“We shape our technology; then technology shapes us.”
This article first appeared on doteveryone’s Medium page.
It’s time to make sure we’re building technology that’s responsible.
Churchill famously said we shape our buildings, then they shape us, but I think the same could be said about the technology we use. From relying on our mapping apps over memory, to how texting has shifted which finger we use to switch off the light (if you’re under 30, it’s likely to be your thumb not your index finger), there are so many ways both big and small that our lives are influenced by tech.
Those two examples are comparatively benevolent, but in the last few years, we’ve seen a tidal wave of crises in the spotlight, from declining attention spans due to the black mirrors in our pockets, data being used to reflect the worst of human biases back to us, to digital illiteracy causing further inequality.
Growing up with a developer dad and computers always in our home, I don’t remember a time when I wasn’t excited about where tech progress could take us, of the intoxicating promise the early years of the internet held for deeper human connection and democratised access to all the knowledge you could possibly want.
Simply put, tech can and should help us do and be more; too much of the time right now, it’s not.
Having spent years working with founders and product teams, and as an optimist by nature, I don’t believe that most products are dreamt up with bad intent. Our understanding and perspective of how technology has influenced our lives, our elections, and our systems is shifting dramatically and many of the challenges we face now were unthinkable even a few short years ago.
The most important thing to remember is that, like buildings, tech is built and shaped by humans. Whilst control is still in the hands of too small and similar-looking a group, we, both as consumers and as individuals, have more power than we think. It’s encouraging that we’re seeing more articles in mass market press debating complex responsible tech issues, the emergence of phrases like “time well spent” and products launched at F8 and beyond that are aiming to help us to stick to our own tech usage goals. But there’s so much more to do.
It may be the roll-up-your-sleeves entrepreneur in me, but we need to focus more on developing practical solutions, even if we don’t have all the answers yet. That’s why I left my wonderful last job, heading up a space for entrepreneurs for Google, to join Omidyar Network, a Silicon Valley-based investment firm with a long history of betting on positive returns, to work on this exact problem with the Tech and Society Solutions Lab.

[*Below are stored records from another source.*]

use rodio::buffer::SamplesBuffer;
use rodio::{OutputStream, OutputStreamHandle, Sink};

use super::{AudioSink, SAMPLE_RATE_PROBE_ORDER};
use crate::error::{CwError, CwResult};

/// Real-time playback backend, grounded on the teacher's `audio::play_audio`.
/// Each `write` call appends a fresh `SamplesBuffer` to rodio's internal
/// queue; rodio plays queued sources back-to-back, which is exactly the
/// "write exactly one full buffer, continuously" contract the generator
/// relies on.
pub struct RodioSink {
    // Held for its lifetime; dropping it tears down the output device.
    _stream: Option<OutputStream>,
    handle: Option<OutputStreamHandle>,
    sink: Option<Sink>,
    sample_rate: u32,
}

impl Default for RodioSink {
    fn default() -> Self {
        RodioSink {
            _stream: None,
            handle: None,
            sink: None,
            sample_rate: 0,
        }
    }
}

impl RodioSink {
    pub fn new() -> Self {
        Self::default()
    }
}

impl AudioSink for RodioSink {
    fn open(&mut self, probe_rates: &[u32]) -> CwResult<u32> {
        let (stream, handle) = OutputStream::try_default()
            .map_err(|e| CwError::Unavailable(format!("no audio output device: {e}")))?;
        let sink = Sink::try_new(&handle)
            .map_err(|e| CwError::Unavailable(format!("cannot create rodio sink: {e}")))?;

        let rate = probe_rates
            .first()
            .copied()
            .unwrap_or(SAMPLE_RATE_PROBE_ORDER[0]);

        self._stream = Some(stream);
        self.handle = Some(handle);
        self.sink = Some(sink);
        self.sample_rate = rate;
        Ok(rate)
    }

    fn write(&mut self, samples: &[i16]) -> CwResult<()> {
        let sink = self
            .sink
            .as_ref()
            .ok_or_else(|| CwError::Internal("rodio sink written before open".into()))?;
        sink.append(SamplesBuffer::new(1, self.sample_rate, samples.to_vec()));
        Ok(())
    }

    fn silence(&mut self) -> CwResult<()> {
        if let Some(sink) = &self.sink {
            sink.stop();
        }
        Ok(())
    }

    fn close(&mut self) -> CwResult<()> {
        if let Some(sink) = self.sink.take() {
            sink.sleep_until_end();
        }
        self.handle = None;
        self._stream = None;
        Ok(())
    }
}
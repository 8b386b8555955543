//! Tone queue (spec §3, §4.2): a bounded FIFO ring shared between client
//! threads (enqueue, setters) and the generator's single producer thread
//! (dequeue). One mutex protects head/tail/length/state; enqueue and
//! dequeue are O(1) under that lock.

use std::collections::VecDeque;
use std::sync::{Condvar, Mutex};
use std::time::Duration;

use crate::error::CwError;
use crate::tone::Tone;

pub const DEFAULT_CAPACITY: usize = 1024;
pub const DEFAULT_LOW_WATER_MARK: usize = 1;

#[derive(Debug, Clone, Copy, PartialEq, Eq)]
pub enum QueueState {
    Idle,
    Busy,
}

/// Result of a `dequeue` call.
#[derive(Debug, Clone, Copy, PartialEq, Eq)]
pub enum Dequeued {
    Tone(Tone),
    IdleEmpty,
}

struct Inner {
    ring: VecDeque<Tone>,
    capacity: usize,
    state: QueueState,
    high_water_mark: usize,
    low_water_mark: usize,
    /// Incremented on every real (non-forever) dequeue; lets client threads
    /// detect "at least one more tone has finished" without missing wakeups.
    dequeue_count: u64,
    /// Set when a dequeue makes length cross down onto the low-water mark.
    low_water_hit: bool,
}

/// Bounded producer/consumer ring of tones (spec §3's "Tone Queue").
pub struct ToneQueue {
    inner: Mutex<Inner>,
    /// Signalled when the queue becomes non-empty; the producer waits here.
    not_empty: Condvar,
    /// Signalled on every real dequeue and on flush; client waits here.
    progress: Condvar,
}

impl ToneQueue {
    pub fn new(capacity: usize) -> Self {
        let capacity = capacity.max(1);
        ToneQueue {
            inner: Mutex::new(Inner {
                ring: VecDeque::with_capacity(capacity),
                capacity,
                state: QueueState::Idle,
                high_water_mark: capacity.saturating_sub(1),
                low_water_mark: DEFAULT_LOW_WATER_MARK,
                dequeue_count: 0,
                low_water_hit: false,
            }),
            not_empty: Condvar::new(),
            progress: Condvar::new(),
        }
    }

    pub fn capacity(&self) -> usize {
        self.inner.lock().unwrap().capacity
    }

    pub fn length(&self) -> usize {
        self.inner.lock().unwrap().ring.len()
    }

    pub fn is_full(&self) -> bool {
        let inner = self.inner.lock().unwrap();
        inner.ring.len() >= inner.high_water_mark
    }

    pub fn high_water_mark(&self) -> usize {
        self.inner.lock().unwrap().high_water_mark
    }

    pub fn state(&self) -> QueueState {
        self.inner.lock().unwrap().state
    }

    pub fn set_high_water_mark(&self, n: usize) {
        self.inner.lock().unwrap().high_water_mark = n;
    }

    pub fn set_low_water_mark(&self, n: usize) {
        self.inner.lock().unwrap().low_water_mark = n;
    }

    /// Enqueue one tone. Rejects with `Again` under back-pressure without
    /// any side effects. If the head entry is a `forever` tone and the new
    /// tone is not, the head is overwritten in place rather than appended.
    pub fn enqueue(&self, tone: Tone) -> Result<(), CwError> {
        let mut inner = self.inner.lock().unwrap();
        if inner.ring.len() >= inner.high_water_mark {
            return Err(CwError::Again);
        }

        let was_idle = inner.state == QueueState::Idle;
        let replace_head = matches!(inner.ring.front(), Some(h) if h.forever) && !tone.forever;
        if replace_head {
            *inner.ring.front_mut().unwrap() = tone;
        } else {
            inner.ring.push_back(tone);
        }
        if was_idle {
            inner.state = QueueState::Busy;
        }
        drop(inner);
        self.not_empty.notify_all();
        Ok(())
    }

    /// Dequeue the head tone. `forever` tones are copied out but left in
    /// place (no progress notification in that case, since nothing changed).
    pub fn dequeue(&self) -> Dequeued {
        let mut inner = self.inner.lock().unwrap();
        let Some(&head) = inner.ring.front() else {
            inner.state = QueueState::Idle;
            return Dequeued::IdleEmpty;
        };

        if head.forever {
            return Dequeued::Tone(head);
        }

        inner.ring.pop_front();
        inner.dequeue_count += 1;
        if inner.ring.len() == inner.low_water_mark {
            inner.low_water_hit = true;
        }
        drop(inner);
        self.progress.notify_all();
        Dequeued::Tone(head)
    }

    /// Drop all queued tones without touching the sink.
    pub fn flush(&self) {
        let mut inner = self.inner.lock().unwrap();
        inner.ring.clear();
        inner.state = QueueState::Idle;
        drop(inner);
        self.progress.notify_all();
    }

    /// Block the producer thread until the queue has at least one tone, or
    /// `timeout` elapses (used for the idle wait in spec §4.3 step 2).
    pub fn wait_while_empty(&self, timeout: Duration) {
        let inner = self.inner.lock().unwrap();
        if inner.ring.is_empty() {
            let _ = self.not_empty.wait_timeout(inner, timeout).unwrap();
        }
    }

    /// Block the calling (client) thread until the queue has fully drained.
    pub fn wait_for_drain(&self) {
        let mut inner = self.inner.lock().unwrap();
        while !inner.ring.is_empty() {
            inner = self.progress.wait(inner).unwrap();
        }
    }

    /// Block the calling thread until queue length drops below `n`.
    pub fn wait_for_level_below(&self, n: usize) {
        let mut inner = self.inner.lock().unwrap();
        while inner.ring.len() >= n {
            inner = self.progress.wait(inner).unwrap();
        }
    }

    /// Block until at least one more tone has been dequeued since this
    /// call started. Used by the control plane's `wait_for_tone`.
    pub fn wait_for_next_dequeue(&self) {
        let mut inner = self.inner.lock().unwrap();
        let start = inner.dequeue_count;
        while inner.dequeue_count == start {
            inner = self.progress.wait(inner).unwrap();
        }
    }

    /// Block until the low-water mark has been crossed at least once since
    /// the last call, then clear the flag.
    pub fn wait_for_low_water(&self) {
        let mut inner = self.inner.lock().unwrap();
        while !inner.low_water_hit {
            inner = self.progress.wait(inner).unwrap();
        }
        inner.low_water_hit = false;
    }
}

#[cfg(test)]
mod tests {
    use super::*;
    use crate::tone::SlopeMode;

    fn tone(us: u64) -> Tone {
        Tone::new(600, us, SlopeMode::NoSlopes)
    }

    #[test]
    fn fifo_order() {
        let q = ToneQueue::new(8);
        for i in 0..5u64 {
            q.enqueue(tone(i)).unwrap();
        }
        for i in 0..5u64 {
            match q.dequeue() {
                Dequeued::Tone(t) => assert_eq!(t.duration_us, i),
                Dequeued::IdleEmpty => panic!("unexpected empty"),
            }
        }
        assert_eq!(q.dequeue(), Dequeued::IdleEmpty);
    }

    #[test]
    fn idle_busy_transitions() {
        let q = ToneQueue::new(8);
        assert_eq!(q.state(), QueueState::Idle);
        q.enqueue(tone(1)).unwrap();
        assert_eq!(q.state(), QueueState::Busy);
        q.dequeue();
        assert_eq!(q.state(), QueueState::Idle);
    }

    #[test]
    fn back_pressure_at_high_water_mark() {
        let q = ToneQueue::new(4);
        q.set_high_water_mark(2);
        q.enqueue(tone(1)).unwrap();
        q.enqueue(tone(2)).unwrap();
        assert_eq!(q.enqueue(tone(3)), Err(CwError::Again));
        q.dequeue();
        assert!(q.enqueue(tone(4)).is_ok());
    }

    #[test]
    fn capacity_1024_scenario() {
        let q = ToneQueue::new(1024);
        q.set_high_water_mark(1023);
        for _ in 0..1023 {
            q.enqueue(tone(1)).unwrap();
        }
        assert_eq!(q.enqueue(tone(1)), Err(CwError::Again));
        q.dequeue();
        assert!(q.enqueue(tone(1)).is_ok());
    }

    #[test]
    fn forever_tone_not_advanced_by_dequeue() {
        let q = ToneQueue::new(8);
        q.enqueue(Tone::forever(600, 100, SlopeMode::NoSlopes)).unwrap();
        match q.dequeue() {
            Dequeued::Tone(t) => assert!(t.forever),
            _ => panic!(),
        }
        match q.dequeue() {
            Dequeued::Tone(t) => assert!(t.forever),
            _ => panic!(),
        }
        assert_eq!(q.length(), 1);
    }

    #[test]
    fn non_forever_enqueue_replaces_forever_head() {
        let q = ToneQueue::new(8);
        q.enqueue(Tone::forever(600, 100, SlopeMode::NoSlopes)).unwrap();
        q.enqueue(tone(42)).unwrap();
        assert_eq!(q.length(), 1);
        match q.dequeue() {
            Dequeued::Tone(t) => {
                assert!(!t.forever);
                assert_eq!(t.duration_us, 42);
            }
            _ => panic!(),
        }
    }

    #[test]
    fn flush_empties_without_touching_sink() {
        let q = ToneQueue::new(8);
        q.enqueue(tone(1)).unwrap();
        q.enqueue(tone(2)).unwrap();
        q.flush();
        assert_eq!(q.length(), 0);
        assert_eq!(q.state(), QueueState::Idle);
    }

    #[test]
    fn low_water_notification_on_exact_crossing() {
        let q = ToneQueue::new(8);
        q.set_low_water_mark(1);
        q.enqueue(tone(1)).unwrap();
        q.enqueue(tone(2)).unwrap();
        // length goes 2 -> 1 on this dequeue, crossing the low-water mark.
        q.dequeue();
        q.wait_for_low_water();
    }
}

One insight we’ve had is that technical students, our future builders, often don’t spend any time during their education considering ethical dilemmas. That’s why we’re working with partners in academia and beyond to reinvent how we educate the next generation of coders. We want to embed ethical considerations into the core of their education, and expose students to new ways of thinking about their role in building product.
For product owners already deep in building and tweaking mode, they need to have practical processes they can leverage to help their teams ask the right questions before deciding on a course of action. We’re excited that we’ll soon be able to share our EthicalOS toolkit which will help product teams ask the right questions and more effectively identify potential harm. We’re also encouraged to see practical, useful toolkits entering the market from the ODI, Projects by IF and Doteveryone.

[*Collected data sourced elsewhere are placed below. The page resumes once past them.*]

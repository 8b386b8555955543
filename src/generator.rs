//! PCM generator (spec §3, §4.3, §4.4): owns the tone queue and the sink,
//! runs a single producer thread that dequeues tones, renders sine samples
//! with shaped attack/release slopes, and writes fixed-size buffers to the
//! sink.

use std::f64::consts::PI;
use std::sync::atomic::{AtomicBool, Ordering};
use std::sync::{Arc, Mutex};
use std::thread::{self, JoinHandle};
use std::time::Duration;

use crate::error::{CwError, CwResult};
use crate::queue::{Dequeued, ToneQueue};
use crate::sink::{AudioSink, SAMPLE_RATE_PROBE_ORDER};
use crate::timing::{self, Timing};
use crate::tone::{SlopeMode, Tone};

pub const DEFAULT_BUFFER_N_SAMPLES: usize = 256;
pub const DEFAULT_QUANTUM_LEN_US: u64 = 100;
pub const DEFAULT_SPEED_WPM: u32 = 20;
pub const DEFAULT_FREQUENCY_HZ: u32 = 600;
pub const DEFAULT_VOLUME_PERCENT: u32 = 70;
pub const DEFAULT_GAP: u32 = 0;
pub const DEFAULT_WEIGHTING: u32 = 50;
pub const DEFAULT_SLOPE_LEN_US: u32 = 5_000;

/// Attack/release envelope shapes for the amplitudes table (spec §4.4).
#[derive(Debug, Clone, Copy, PartialEq, Eq)]
pub enum ToneShape {
    Linear,
    RaisedCosine,
    Sine,
    Rectangular,
}

/// A hook the generator calls on every dequeued tone, letting an attached
/// key drive its own timing and state machine (spec §4.3 steps 3 and 8).
pub trait KeyerHook: Send + Sync {
    /// Advance an external timer by the duration of the tone just dequeued.
    fn add_timer_us(&self, duration_us: u64);
    /// Invoked after a tone finishes. Returns `Busy` on lock contention; the
    /// generator retries once after 1ms.
    fn advance_state(&self) -> CwResult<()>;
}

pub type KeyingCallback = Box<dyn FnMut(bool) + Send>;

#[derive(Debug, Clone, Copy)]
struct Params {
    send_speed: u32,
    frequency_hz: u32,
    volume_percent: u32,
    volume_abs: i16,
    gap: u32,
    weighting: u32,
    timing: Timing,
    in_sync: bool,
}

impl Default for Params {
    fn default() -> Self {
        let mut p = Params {
            send_speed: DEFAULT_SPEED_WPM,
            frequency_hz: DEFAULT_FREQUENCY_HZ,
            volume_percent: DEFAULT_VOLUME_PERCENT,
            volume_abs: 0,
            gap: DEFAULT_GAP,
            weighting: DEFAULT_WEIGHTING,
            timing: Timing::default(),
            in_sync: false,
        };
        p.volume_abs = volume_abs_of(p.volume_percent);
        p.sync();
        p
    }
}

impl Params {
    fn sync(&mut self) {
        if self.in_sync {
            return;
        }
        self.timing = Timing::compute(self.send_speed, self.weighting, self.gap);
        self.in_sync = true;
    }
}

fn volume_abs_of(percent: u32) -> i16 {
    // Scale against i16::MAX rather than 32768 so 100% cannot overflow.
    ((percent as i32 * i16::MAX as i32) / 100) as i16
}

/// Precomputed envelope table (spec §4.4). Recomputed whenever shape,
/// length, sample rate or volume changes.
#[derive(Debug, Clone)]
struct SlopeTable {
    shape: ToneShape,
    len_us: u32,
    amplitudes: Vec<i16>,
}

impl Default for SlopeTable {
    fn default() -> Self {
        let mut t = SlopeTable {
            shape: ToneShape::RaisedCosine,
            len_us: DEFAULT_SLOPE_LEN_US,
            amplitudes: Vec::new(),
        };
        t.recompute(48_000, volume_abs_of(DEFAULT_VOLUME_PERCENT));
        t
    }
}

impl SlopeTable {
    fn recompute(&mut self, sample_rate: u32, volume_abs: i16) {
        if matches!(self.shape, ToneShape::Rectangular) {
            self.amplitudes.clear();
            return;
        }
        let n = ((sample_rate as u64 / 100) * self.len_us as u64 / 10_000) as usize;
        self.amplitudes = (0..n)
            .map(|i| shape_amplitude(self.shape, i, n, volume_abs))
            .collect();
    }
}

fn shape_amplitude(shape: ToneShape, i: usize, n: usize, volume_abs: i16) -> i16 {
    if n == 0 {
        return 0;
    }
    let v = volume_abs as f64;
    let frac = match shape {
        ToneShape::Linear => i as f64 / n as f64,
        ToneShape::RaisedCosine => 1.0 - (1.0 + (PI * i as f64 / n as f64).cos()) / 2.0,
        ToneShape::Sine => (PI * i as f64 / (2.0 * n as f64)).sin(),
        ToneShape::Rectangular => return 0,
    };
    (v * frac).round() as i16
}

/// One per process (spec §3). Owns the tone queue and the audio sink.
pub struct Generator {
    queue: Arc<ToneQueue>,
    params: Arc<Mutex<Params>>,
    slope: Arc<Mutex<SlopeTable>>,
    sample_rate: Arc<Mutex<u32>>,
    buffer_n_samples: usize,
    quantum_len_us: u64,
    running: Arc<AtomicBool>,
    thread: Option<JoinHandle<()>>,
    keyer_hook: Arc<Mutex<Option<Arc<dyn KeyerHook>>>>,
    keying_callback: Arc<Mutex<Option<KeyingCallback>>>,
    sink: Option<Box<dyn AudioSink>>,
    sink_unavailable: Arc<AtomicBool>,
    renders_directly: Arc<AtomicBool>,
}
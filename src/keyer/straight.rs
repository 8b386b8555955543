//! Straight key (spec §4.6): translates raw key-down/key-up notifications
//! into tones, deduplicating repeated notifications of the same state.

use std::sync::Mutex;

use crate::error::CwResult;
use crate::generator::GeneratorHandle;
use crate::tone::{SlopeMode, Tone};

#[derive(Debug, Clone, Copy, PartialEq, Eq)]
enum KeyState {
    Open,
    Closed,
}

/// Keys the generator directly off external key-down/key-up events, as
/// opposed to `IambicKeyer`'s paddle-driven automaton.
pub struct StraightKey {
    last: Mutex<Option<KeyState>>,
}

impl Default for StraightKey {
    fn default() -> Self {
        StraightKey {
            last: Mutex::new(None),
        }
    }
}

impl StraightKey {
    pub fn new() -> Self {
        Self::default()
    }

    /// Notify the key transitioned to `closed` (true) or open (false).
    /// Repeated notifications of the same state are dropped before they
    /// ever reach the tone queue (spec §4.6).
    pub fn notify_event(&self, gen: &GeneratorHandle, closed: bool) -> CwResult<()> {
        let new_state = if closed { KeyState::Closed } else { KeyState::Open };
        let mut last = self.last.lock().unwrap();
        if *last == Some(new_state) {
            return Ok(());
        }
        *last = Some(new_state);
        drop(last);

        let freq = gen.frequency();
        let quantum = gen.quantum_len_us();

        if closed {
            // Ramp up once, then hold the plateau with no slope re-applied
            // on every quantum re-dequeue.
            gen.enqueue(Tone::new(freq, gen.slope_len_us() as u64, SlopeMode::RisingOnly))?;
            gen.enqueue(Tone::forever(freq, quantum, SlopeMode::NoSlopes))
        } else if gen.renders_directly() {
            // Console sink: no ramp to render, a single silent hold suffices.
            gen.enqueue(Tone::new(0, quantum, SlopeMode::NoSlopes))
        } else {
            gen.enqueue(Tone::new(freq, gen.slope_len_us() as u64, SlopeMode::FallingOnly))?;
            gen.enqueue(Tone::forever(0, quantum, SlopeMode::NoSlopes))
        }
    }
}

#[cfg(test)]
mod tests {
    use super::*;
    use crate::generator::Generator;
    use crate::sink::NullSink;

    #[test]
    fn dedups_repeated_notifications() {
        let gen = Generator::new(Box::new(NullSink::default())).unwrap();
        let handle = gen.handle();
        let key = StraightKey::new();
        key.notify_event(&handle, true).unwrap();
        let len_after_first = handle.queue().length();
        key.notify_event(&handle, true).unwrap();
        assert_eq!(handle.queue().length(), len_after_first);
    }

    #[test]
    fn closing_enqueues_a_ramp_then_a_steady_plateau() {
        let gen = Generator::new(Box::new(NullSink::default())).unwrap();
        let handle = gen.handle();
        let key = StraightKey::new();
        key.notify_event(&handle, true).unwrap();
        assert_eq!(handle.queue().length(), 2);
        match handle.queue().dequeue() {
            crate::queue::Dequeued::Tone(t) => {
                assert_eq!(t.slope_mode, SlopeMode::RisingOnly);
                assert!(!t.forever);
            }
            crate::queue::Dequeued::IdleEmpty => panic!("expected a tone"),
        }
        match handle.queue().dequeue() {
            crate::queue::Dequeued::Tone(t) => {
                assert_eq!(t.slope_mode, SlopeMode::NoSlopes);
                assert!(t.forever);
                assert_eq!(t.frequency_hz, handle.frequency());
            }
            crate::queue::Dequeued::IdleEmpty => panic!("expected a tone"),
        }
    }

    #[test]
    fn open_after_closed_enqueues_zero_frequency_tone() {
        let gen = Generator::new(Box::new(NullSink::default())).unwrap();
        let handle = gen.handle();
        let key = StraightKey::new();
        key.notify_event(&handle, true).unwrap();
        handle.queue().dequeue();
        handle.queue().dequeue();
        key.notify_event(&handle, false).unwrap();
        // NullSink renders directly, so open enqueues a single silent tone.
        match handle.queue().dequeue() {
            crate::queue::Dequeued::Tone(t) => assert_eq!(t.frequency_hz, 0),
            crate::queue::Dequeued::IdleEmpty => panic!("expected a tone"),
        }
    }
}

And within those product teams, who’s in the room matters. We all know how much more there is to do in terms of diversifying tech leadership, whether gender or ethnic background. But, beyond that, how do we make sure teams aren’t all from the same geographies or have the same educational background?
Then, from how you staff up and treat your team, to how flexible you are with tweaking products that are already live, so much comes back to business models: how companies make money and how they’re funded. We’ve seen the increased diversification of funding models in Europe in the last five years, including the rise of equity crowdfunding and even initial coin offerings (ICOs) that give the founder greater control. But for startups with an eye to scale, the road still leads to venture funding. This means founders need to be more thoughtful about what they measure, and ensure they pick the right partner from early on who’ll be open to flexibility.
We need to urgently explore alternative business models that take us away from MAUs and adverts. And it’s not just about shareholders but stakeholders. I love Salesforce’s Marc Benioff recent comments that include his employees, customers and the communities in which they all operate. I’d love to see a major venture capital fund come out and state that supporting responsible growth is one of their core goals as an investor -something that’s in line with BlackRock’s 2018 investor letter on the need for companies to have a stronger social purpose. Ultimately, responsible tech comes down to ethical leadership and that’s leadership from tech executives, employees, policymakers, media and the many supporters with so much at stake here. Think of the moral courage of Kairos CEO stating that his company won’t sell to the governmentas the technology is still too volatile and he’s concerned it could be exploited to reinforce racial bias.
Technology is an ever-shifting and complex landscape. That’s why simple answers don’t win but open mindedness and a commitment to working together to test and adopt solutions will. The time is now. We have to ask ourselves: what do we want to build and how will it shape us?